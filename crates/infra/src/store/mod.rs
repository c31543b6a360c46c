//! Persistence boundary for COGS runs.
//!
//! The orchestrator only talks to [`CogsStore`]; the concrete store is a
//! deployment concern. [`InMemoryCogsStore`] backs tests and local use.

pub mod in_memory;
pub mod r#trait;
pub mod types;

pub use in_memory::InMemoryCogsStore;
pub use r#trait::{CogsStore, StoreError};
pub use types::{
    InventoryMovement, MovementType, SnapshotEntry, SnapshotPhase, StoredAttribution, StoredSummary,
    StoredValidationError,
};
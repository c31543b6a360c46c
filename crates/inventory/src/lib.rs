//! Inventory domain module.
//!
//! Purchase lots, sale/return transactions and the inventory snapshot the
//! costing engine works on. Pure domain logic (no IO, no storage).

pub mod lot;
pub mod sale;
pub mod snapshot;
pub mod tenant;

pub use lot::PurchaseLot;
pub use sale::{Sale, TransactionType};
pub use snapshot::{InventorySnapshot, LotPosition};
pub use tenant::{all_owned_by, ensure_tenant_id_on_lots, ensure_tenant_id_on_sales, filter_by_tenant};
--------------------
TASK
Copy out the material in its entirety. Keep it exact.

EXERCISE ANSWER
filename crates/infra/src/store/mod.rs
repository c31543b6a360c46c
//! Persistence boundary for COGS runs.
//!
//! The orchestrator only talks to [`CogsStore`]; the concrete store is a
//! deployment concern. [`InMemoryCogsStore`] backs tests and local use.

pub mod in_memory;
pub mod r#trait;
pub mod types;

pub use in_memory::InMemoryCogsStore;
pub use r#trait::{CogsStore, StoreError};
pub use types::{
    InventoryMovement, MovementType, SnapshotEntry, SnapshotPhase, StoredAttribution, StoredSummary,
    StoredValidationError,
};
repository c31543b6a360c46c
filename crates/inventory/src/lib.rs
//! Inventory domain module.
//!
//! Purchase lots, sale/return transactions and the inventory snapshot the
//! costing engine works on. Pure domain logic (no IO, no storage).

pub mod lot;
pub mod sale;
pub mod snapshot;
pub mod tenant;

pub use lot::PurchaseLot;
pub use sale::{Sale, TransactionType};
pub use snapshot::{InventorySnapshot, LotPosition};
pub use tenant::{all_owned_by, ensure_tenant_id_on_lots, ensure_tenant_id_on_sales, filter_by_tenant};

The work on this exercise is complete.